Top of ENTRIES SUPPLIED

//! Control RPC boundary. The simulation driver talks to this service:
//! register the host, push the initial layout, stream state diffs, stop.
//!
//! The RPC system is single-threaded (it runs on a LocalSet); the handlers
//! immediately hand off to the orchestrator, whose fan-out runs on the
//! multi-threaded runtime.

use std::cell::RefCell;
use std::collections::HashMap;
use std::net::SocketAddr;
use std::rc::Rc;
use std::sync::Arc;

use capnp::capability::Promise;
use capnp_rpc::{rpc_twoparty_capnp, twoparty, RpcSystem};
use futures::AsyncReadExt;
use tokio::sync::mpsc::Sender;
use tokio::time::{sleep, Duration};
use tracing::{debug, error, info, instrument};

use celestial_proto::celestial_capnp::{celestial, machine_config, machine_id, state_diff, update_stream};

use crate::orchestrator::{
    Host, MachineConfig, MachineId, MachineRegistration, Orchestrator, OrchestratorError,
    StateDiff, VirtualizationBackend, VmState,
};
use crate::peering::{HostInfo, WireGuard};

/// How long the engine lingers after the driver said stop, so the ack and
/// any trailing queries still get answered.
const STOP_GRACE: Duration = Duration::from_secs(5);

/// Signals from the RPC surface to the engine main loop.
#[derive(Debug)]
pub enum EngineEvent {
    /// Driver-requested shutdown; exit cleanly.
    Shutdown,
    /// Unrecoverable startup failure; exit non-zero.
    Fatal(String),
}

pub struct CelestialService<V: VirtualizationBackend> {
    orchestrator: Arc<Orchestrator<V>>,
    peering: Arc<WireGuard>,
    events: Sender<EngineEvent>,
}

impl<V: VirtualizationBackend> Clone for CelestialService<V> {
    fn clone(&self) -> Self {
        Self {
            orchestrator: self.orchestrator.clone(),
            peering: self.peering.clone(),
            events: self.events.clone(),
        }
    }
}

impl<V: VirtualizationBackend> CelestialService<V> {
    pub fn new(
        orchestrator: Arc<Orchestrator<V>>,
        peering: Arc<WireGuard>,
        events: Sender<EngineEvent>,
    ) -> Self {
        Self {
            orchestrator,
            peering,
            events,
        }
    }
}

/// Accept loop: every driver connection gets its own RPC system sharing the
/// one bootstrap capability.
#[instrument(skip(service))]
pub async fn serve<V: VirtualizationBackend>(
    addr: SocketAddr,
    service: CelestialService<V>,
) -> Result<(), Box<dyn std::error::Error>> {
    info!(addr = %addr, "starting control server");
    let listener = tokio::net::TcpListener::bind(&addr).await?;

    let client: celestial::Client = capnp_rpc::new_client(service);

    loop {
        let (stream, peer_addr) = listener.accept().await?;
        debug!(peer_addr = %peer_addr, "new driver connection");
        stream.set_nodelay(true)?;
        let (reader, writer) =
            tokio_util::compat::TokioAsyncReadCompatExt::compat(stream).split();
        let network = twoparty::VatNetwork::new(
            futures::io::BufReader::new(reader),
            futures::io::BufWriter::new(writer),
            rpc_twoparty_capnp::Side::Server,
            Default::default(),
        );

        let rpc_system = RpcSystem::new(Box::new(network), Some(client.clone().client));

        tokio::task::spawn_local(rpc_system);
    }
}

fn read_machine_id(r: machine_id::Reader<'_>) -> MachineId {
    MachineId {
        group: r.get_group(),
        id: r.get_id(),
    }
}

fn read_machine_config(r: machine_config::Reader<'_>) -> Result<MachineConfig, capnp::Error> {
    let mut boot_params = Vec::new();
    for param in r.get_boot_params()? {
        boot_params.push(param?.to_str()?.to_string());
    }

    Ok(MachineConfig {
        vcpu_count: r.get_vcpu_count(),
        ram_mib: r.get_ram_mib(),
        disk_mib: r.get_disk_mib(),
        disk_image: r.get_disk_image()?.to_str()?.to_string(),
        kernel: r.get_kernel()?.to_str()?.to_string(),
        boot_params,
    })
}

fn read_state_diff(
    r: state_diff::Reader<'_>,
    into: &mut StateDiff,
) -> Result<(), capnp::Error> {
    for d in r.get_network_diffs()? {
        into.push_symmetric(
            read_machine_id(d.get_source()?),
            read_machine_id(d.get_target()?),
            d.get_blocked(),
            d.get_latency_us(),
            d.get_bandwidth_kbps(),
            read_machine_id(d.get_next()?),
            read_machine_id(d.get_prev()?),
        );
    }

    for d in r.get_machine_diffs()? {
        let state = match d.get_active()? {
            celestial_proto::celestial_capnp::VmState::Stopped => VmState::Stopped,
            celestial_proto::celestial_capnp::VmState::Active => VmState::Active,
        };
        into.push_machine(read_machine_id(d.get_id()?), state);
    }

    Ok(())
}

fn rpc_error(e: OrchestratorError) -> capnp::Error {
    capnp::Error::failed(e.to_string())
}

impl<V: VirtualizationBackend> celestial::Server for CelestialService<V> {
    fn register(
        &mut self,
        params: celestial::RegisterParams,
        mut results: celestial::RegisterResults,
    ) -> Promise<(), capnp::Error> {
        let host = match params.get() {
            Ok(p) => Host(p.get_host()),
            Err(e) => return Promise::err(e),
        };

        info!(host = %host, "driver registers host");

        let this = self.clone();
        Promise::from_future(async move {
            if let Err(e) = this.peering.register(host).await {
                let msg = format!("registering peering failed: {e}");
                error!(error = %e, "fatal: could not set up overlay");
                let _ = this.events.send(EngineEvent::Fatal(msg.clone())).await;
                return Err(capnp::Error::failed(msg));
            }

            this.orchestrator.set_host(host).map_err(rpc_error)?;

            let (cpus, ram) = this.orchestrator.resources();

            let mut r = results.get();
            r.set_available_cpus(cpus);
            r.set_available_ram(ram);
            r.set_peer_public_key(this.peering.public_key());
            r.set_peer_listen_addr(&this.peering.listen_addr());

            Ok(())
        })
    }

    fn init(
        &mut self,
        params: celestial::InitParams,
        _results: celestial::InitResults,
    ) -> Promise<(), capnp::Error> {
        let parsed = params.get().and_then(|p| {
            let own = self.orchestrator.host();

            let mut remotes = HashMap::new();
            for h in p.get_hosts()? {
                let id = Host(h.get_id());
                if Some(id) == own {
                    continue;
                }
                remotes.insert(
                    id,
                    HostInfo {
                        addr: h.get_peer_listen_addr()?.to_str()?.to_string(),
                        public_key: h.get_peer_public_key()?.to_str()?.to_string(),
                    },
                );
            }

            let mut machines = Vec::new();
            for m in p.get_machines()? {
                let name = m.get_name()?.to_str()?;
                machines.push(MachineRegistration {
                    id: read_machine_id(m.get_id()?),
                    host: Host(m.get_host()),
                    config: read_machine_config(m.get_config()?)?,
                    name: if name.is_empty() {
                        None
                    } else {
                        Some(name.to_string())
                    },
                });
            }

            Ok((remotes, machines))
        });

        let (remotes, machines) = match parsed {
            Ok(v) => v,
            Err(e) => return Promise::err(e),
        };

        info!(
            hosts = remotes.len(),
            machines = machines.len(),
            "driver initializes host"
        );

        let this = self.clone();
        Promise::from_future(async move {
            // an incomplete mesh invalidates the whole emulation
            if let Err(e) = this.peering.init_peering(remotes).await {
                let msg = format!("peering initialization failed: {e}");
                error!(error = %e, "fatal: could not reach all peers");
                let _ = this.events.send(EngineEvent::Fatal(msg.clone())).await;
                return Err(capnp::Error::failed(msg));
            }

            match this.orchestrator.initialize(machines).await {
                Ok(()) => Ok(()),
                // kernel failures at init mean this host cannot participate
                Err(e @ OrchestratorError::Virtualization(_)) => {
                    let msg = e.to_string();
                    error!(error = %msg, "fatal: host initialization failed");
                    let _ = this.events.send(EngineEvent::Fatal(msg.clone())).await;
                    Err(capnp::Error::failed(msg))
                }
                // configuration errors only concern the caller
                Err(e) => Err(rpc_error(e)),
            }
        })
    }

    fn update(
        &mut self,
        _params: celestial::UpdateParams,
        mut results: celestial::UpdateResults,
    ) -> Promise<(), capnp::Error> {
        debug!("driver opens update stream");

        let stream = UpdateStreamImpl {
            orchestrator: self.orchestrator.clone(),
            pending: Rc::new(RefCell::new(StateDiff::default())),
        };

        results.get().set_stream(capnp_rpc::new_client(stream));

        Promise::ok(())
    }

    fn stop(
        &mut self,
        _params: celestial::StopParams,
        _results: celestial::StopResults,
    ) -> Promise<(), capnp::Error> {
        info!("driver requested stop");

        let events = self.events.clone();
        tokio::spawn(async move {
            sleep(STOP_GRACE).await;
            let _ = events.send(EngineEvent::Shutdown).await;
        });

        Promise::ok(())
    }
}

/// One update stream: diffs accumulate until the driver signals the end of
/// the tick, then everything is applied at once. Applying per message would
/// push transient intermediate edges into the kernel.
struct UpdateStreamImpl<V: VirtualizationBackend> {
    orchestrator: Arc<Orchestrator<V>>,
    pending: Rc<RefCell<StateDiff>>,
}

impl<V: VirtualizationBackend> update_stream::Server for UpdateStreamImpl<V> {
    fn push(
        &mut self,
        params: update_stream::PushParams,
        _results: update_stream::PushResults,
    ) -> Promise<(), capnp::Error> {
        let res = params
            .get()
            .and_then(|p| p.get_diff())
            .and_then(|diff| read_state_diff(diff, &mut self.pending.borrow_mut()));

        match res {
            Ok(()) => Promise::ok(()),
            Err(e) => Promise::err(e),
        }
    }

    fn done(
        &mut self,
        _params: update_stream::DoneParams,
        _results: update_stream::DoneResults,
    ) -> Promise<(), capnp::Error> {
        let diff = self.pending.take();

        debug!(
            links = diff.network.len(),
            machines = diff.machines.len(),
            "applying accumulated diff"
        );

        if diff.is_empty() {
            return Promise::ok(());
        }

        let orchestrator = self.orchestrator.clone();
        Promise::from_future(async move {
            orchestrator.update(diff).await.map_err(rpc_error)
        })
    }
}
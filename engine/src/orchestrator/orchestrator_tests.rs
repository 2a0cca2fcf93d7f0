#[cfg(test)]
mod tests {
    use std::sync::Arc;

    use crate::orchestrator::mock::{MockVirt, MockVirtConfig, MockVirtTracker};
    use crate::orchestrator::{
        Host, MachineConfig, MachineId, MachineRegistration, Orchestrator, OrchestratorError,
        StateDiff, VmState,
    };

    // ─── Helpers ───────────────────────────────────────────────────────

    fn mid(group: u8, id: u32) -> MachineId {
        MachineId { group, id }
    }

    fn test_config() -> MachineConfig {
        MachineConfig {
            vcpu_count: 1,
            ram_mib: 128,
            disk_mib: 256,
            disk_image: "rootfs.img".to_string(),
            kernel: "vmlinux.bin".to_string(),
            boot_params: vec![],
        }
    }

    fn registration(id: MachineId, host: Host, name: Option<&str>) -> MachineRegistration {
        MachineRegistration {
            id,
            host,
            config: test_config(),
            name: name.map(String::from),
        }
    }

    /// Orchestrator on host 0 with three machines: two local satellites and
    /// one local ground station.
    async fn initialized() -> (Arc<Orchestrator<MockVirt>>, MockVirtTracker) {
        initialized_with_config(MockVirtConfig::default()).await
    }

    async fn initialized_with_config(
        config: MockVirtConfig,
    ) -> (Arc<Orchestrator<MockVirt>>, MockVirtTracker) {
        let (virt, tracker) = MockVirt::with_config(config);
        let orchestrator = Arc::new(Orchestrator::new(Arc::new(virt)));

        orchestrator.set_host(Host(0)).unwrap();
        orchestrator
            .initialize(vec![
                registration(mid(1, 0), Host(0), None),
                registration(mid(1, 1), Host(0), None),
                registration(mid(0, 0), Host(0), Some("station")),
            ])
            .await
            .unwrap();

        (orchestrator, tracker)
    }

    // ─── Initialization ────────────────────────────────────────────────

    #[tokio::test]
    async fn initialize_registers_machines_and_blocks_all_pairs() {
        let (orchestrator, tracker) = initialized().await;

        assert!(orchestrator.ready().await);
        assert_eq!(tracker.register_count(), 3);
        // three local sources, two targets each
        assert_eq!(tracker.block_count(), 6);

        let guard = orchestrator.state.read().await;
        let st = guard.as_ref().unwrap();

        let entries: usize = st.network.values().map(|row| row.len()).sum();
        assert_eq!(entries, 3 * 2, "N(N-1) directed links");
        assert!(st
            .network
            .values()
            .flat_map(|row| row.values())
            .all(|l| l.blocked));
        assert!(st.machines_state.values().all(|s| *s == VmState::Stopped));
    }

    #[tokio::test]
    async fn initialize_skips_baseline_for_remote_sources() {
        let (virt, tracker) = MockVirt::new();
        let orchestrator = Orchestrator::new(Arc::new(virt));
        orchestrator.set_host(Host(0)).unwrap();

        orchestrator
            .initialize(vec![
                registration(mid(1, 0), Host(0), None),
                registration(mid(1, 1), Host(1), None),
            ])
            .await
            .unwrap();

        // everything is registered, only the local source gets kernel calls
        assert_eq!(tracker.register_count(), 2);
        assert_eq!(tracker.block_count(), 1);

        let guard = orchestrator.state.read().await;
        let st = guard.as_ref().unwrap();
        let entries: usize = st.network.values().map(|row| row.len()).sum();
        assert_eq!(entries, 2, "state still holds all pairs");
    }

    #[tokio::test]
    async fn initialize_twice_is_an_error() {
        let (orchestrator, _) = initialized().await;

        let res = orchestrator
            .initialize(vec![registration(mid(2, 0), Host(0), None)])
            .await;

        assert!(matches!(res, Err(OrchestratorError::AlreadyInitialized)));
    }

    #[tokio::test]
    async fn initialize_requires_host() {
        let (virt, _) = MockVirt::new();
        let orchestrator = Orchestrator::new(Arc::new(virt));

        let res = orchestrator
            .initialize(vec![registration(mid(1, 0), Host(0), None)])
            .await;

        assert!(matches!(res, Err(OrchestratorError::HostNotSet)));
    }

    // ─── Updates ───────────────────────────────────────────────────────

    fn unblock_diff() -> StateDiff {
        let mut diff = StateDiff::default();
        diff.push_symmetric(
            mid(1, 0),
            mid(1, 1),
            false,
            2_000,
            10_000,
            mid(1, 1),
            mid(1, 0),
        );
        diff
    }

    #[tokio::test]
    async fn update_dispatches_minimal_operations() {
        let (orchestrator, tracker) = initialized().await;

        orchestrator.update(unblock_diff()).await.unwrap();

        // both directions: one unblock + one latency + one bandwidth each
        assert_eq!(tracker.unblock_count(), 2);
        assert_eq!(tracker.latency_count(), 2);
        assert_eq!(tracker.bandwidth_count(), 2);
        // the baseline blocks all happened during initialize
        assert_eq!(tracker.block_count(), 6);

        let shaping = tracker.shaping.lock().unwrap();
        assert_eq!(
            shaping.get(&(mid(1, 0), mid(1, 1))),
            Some(&(Some(2_000), Some(10_000)))
        );
    }

    #[tokio::test]
    async fn update_is_idempotent() {
        let (orchestrator, tracker) = initialized().await;

        orchestrator.update(unblock_diff()).await.unwrap();
        orchestrator.update(unblock_diff()).await.unwrap();

        // the second application finds nothing to do
        assert_eq!(tracker.unblock_count(), 2);
        assert_eq!(tracker.latency_count(), 2);
        assert_eq!(tracker.bandwidth_count(), 2);
    }

    #[tokio::test]
    async fn update_skips_numeric_fields_while_blocked() {
        let (orchestrator, tracker) = initialized().await;

        let mut diff = StateDiff::default();
        // still blocked, but with driver-computed shaping values attached
        diff.push_symmetric(
            mid(1, 0),
            mid(1, 1),
            true,
            70_000,
            25_000,
            mid(1, 1),
            mid(1, 0),
        );

        orchestrator.update(diff).await.unwrap();

        assert_eq!(tracker.latency_count(), 0);
        assert_eq!(tracker.bandwidth_count(), 0);
        // blocked -> blocked is not re-pushed either
        assert_eq!(tracker.block_count(), 6);
    }

    #[tokio::test]
    async fn update_retains_shaping_across_block_toggle() {
        let (orchestrator, tracker) = initialized().await;

        orchestrator.update(unblock_diff()).await.unwrap();

        let mut block = StateDiff::default();
        block.push_symmetric(
            mid(1, 0),
            mid(1, 1),
            true,
            2_000,
            10_000,
            mid(1, 1),
            mid(1, 0),
        );
        orchestrator.update(block).await.unwrap();

        // unblock again with unchanged shaping: no numeric pushes needed
        orchestrator.update(unblock_diff()).await.unwrap();

        assert_eq!(tracker.block_count(), 6 + 2);
        assert_eq!(tracker.unblock_count(), 4);
        assert_eq!(tracker.latency_count(), 2, "latency retained across toggle");
        assert_eq!(tracker.bandwidth_count(), 2);
    }

    #[tokio::test]
    async fn update_failures_leave_state_for_retry() {
        let (orchestrator, tracker) = initialized_with_config(MockVirtConfig {
            latency_error: Some("tc went away".to_string()),
            ..Default::default()
        })
        .await;

        orchestrator.update(unblock_diff()).await.unwrap();
        orchestrator.update(unblock_diff()).await.unwrap();

        // unblock succeeded the first time and is not repeated; the failed
        // latency update is retried because the stored value never moved
        assert_eq!(tracker.unblock_count(), 2);
        assert_eq!(tracker.latency_count(), 4);
    }

    #[tokio::test]
    async fn update_rejects_unknown_machines() {
        let (orchestrator, _) = initialized().await;

        let mut diff = StateDiff::default();
        diff.push_machine(mid(9, 9), VmState::Active);

        let res = orchestrator.update(diff).await;
        assert!(matches!(res, Err(OrchestratorError::UnknownMachine(_))));
    }

    // ─── Machine transitions ───────────────────────────────────────────

    #[tokio::test]
    async fn machine_diffs_drive_power_transitions() {
        let (orchestrator, tracker) = initialized().await;

        let mut diff = StateDiff::default();
        diff.push_machine(mid(1, 0), VmState::Active);
        diff.push_machine(mid(1, 1), VmState::Active);
        orchestrator.update(diff).await.unwrap();

        assert_eq!(tracker.start_count(), 2);

        let mut diff = StateDiff::default();
        diff.push_machine(mid(1, 0), VmState::Stopped);
        // no change for 1-1
        diff.push_machine(mid(1, 1), VmState::Active);
        orchestrator.update(diff).await.unwrap();

        assert_eq!(tracker.machine_stop_count(), 1);
        assert_eq!(tracker.start_count(), 2, "unchanged machine is a no-op");

        let node = orchestrator.info_get_node_by_id(mid(1, 0)).await.unwrap();
        assert!(!node.active);
        let node = orchestrator.info_get_node_by_id(mid(1, 1)).await.unwrap();
        assert!(node.active);
    }

    #[tokio::test]
    async fn failed_transition_records_intended_state() {
        let (orchestrator, tracker) = initialized_with_config(MockVirtConfig {
            start_error: Some("supervisor did not come up".to_string()),
            ..Default::default()
        })
        .await;

        let mut diff = StateDiff::default();
        diff.push_machine(mid(1, 0), VmState::Active);
        orchestrator.update(diff.clone()).await.unwrap();

        // state reflects intent so identical diffs do not hammer a stuck
        // supervisor; the driver's next real transition resolves it
        let node = orchestrator.info_get_node_by_id(mid(1, 0)).await.unwrap();
        assert!(node.active);

        orchestrator.update(diff).await.unwrap();
        assert_eq!(tracker.start_count(), 1);
    }

    // ─── Teardown ──────────────────────────────────────────────────────

    #[tokio::test]
    async fn stop_delegates_to_the_backend() {
        let (orchestrator, tracker) = initialized().await;

        orchestrator.stop().await.unwrap();
        assert_eq!(tracker.stop_count(), 1);
    }
}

Bottom of ENTRIES SUPPLIED

■ PROBLEM REQUIREMENTS ■
Using the word "CelestialService" as the filter, copy each matching line from the material.

■ ANSWER FOR THE TASK ■
pub struct CelestialService<V: VirtualizationBackend> {
impl<V: VirtualizationBackend> Clone for CelestialService<V> {
impl<V: VirtualizationBackend> CelestialService<V> {
    service: CelestialService<V>,
impl<V: VirtualizationBackend> celestial::Server for CelestialService<V> {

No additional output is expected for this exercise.